_Activity_. State the count of lines in this material that hold the string "models" and add nothing.
** Opening Entries shown block **
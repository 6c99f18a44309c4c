//! Price models for the forecast pipeline

use crate::data::Observation;
use crate::error::Result;

/// Common interface for trained price models.
///
/// The pipeline never depends on a concrete regressor; any collaborator
/// that can price one observation's non-price fields fits here, which
/// keeps the extender testable with a substitute model.
pub trait PriceModel {
    /// Estimate a price for the observation's non-price fields
    fn predict(&self, observation: &Observation) -> Result<f64>;

    /// Get the model's name
    fn name(&self) -> &str;
}

pub mod scaler;
pub mod trend;
//! Extension of a historical dataset with model-priced future rows

use crate::data::{Dataset, Observation};
use crate::dates::{month_sequence, month_start, next_month};
use crate::error::{ForecastError, Result};
use crate::models::PriceModel;
use chrono::NaiveDate;

/// Extend `historical` through `end_date` with synthetic, model-priced
/// rows for every known country.
///
/// The watermark is the latest date across all countries. Synthetic rows
/// cover the months strictly after it, one per (future month, country)
/// pair, so concatenation cannot overlap history. Historical prices are
/// never revised: only rows lacking a price receive a predicted value.
pub fn extend<M: PriceModel>(
    historical: &Dataset,
    model: &M,
    end_date: NaiveDate,
) -> Result<Dataset> {
    let watermark = historical.watermark().ok_or_else(|| {
        ForecastError::DataUnavailable("No historical observations to extend".to_string())
    })?;

    let end = month_start(end_date);
    let future_months = if end <= watermark {
        Vec::new()
    } else {
        month_sequence(next_month(watermark), end)
    };

    let countries = historical.country_pairs();
    tracing::info!(
        watermark = %watermark,
        future_months = future_months.len(),
        countries = countries.len(),
        model = model.name(),
        "extending dataset"
    );

    let mut combined: Vec<Observation> = historical.observations().to_vec();
    for month in &future_months {
        for (country, code) in &countries {
            combined.push(Observation::new(*month, country.clone(), code.clone(), None));
        }
    }

    for obs in combined.iter_mut() {
        if obs.price.is_none() {
            obs.price = Some(model.predict(obs)?);
        }
    }

    Ok(Dataset::from_observations(combined))
}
** Closing Entries shown block **
_Task response_. 3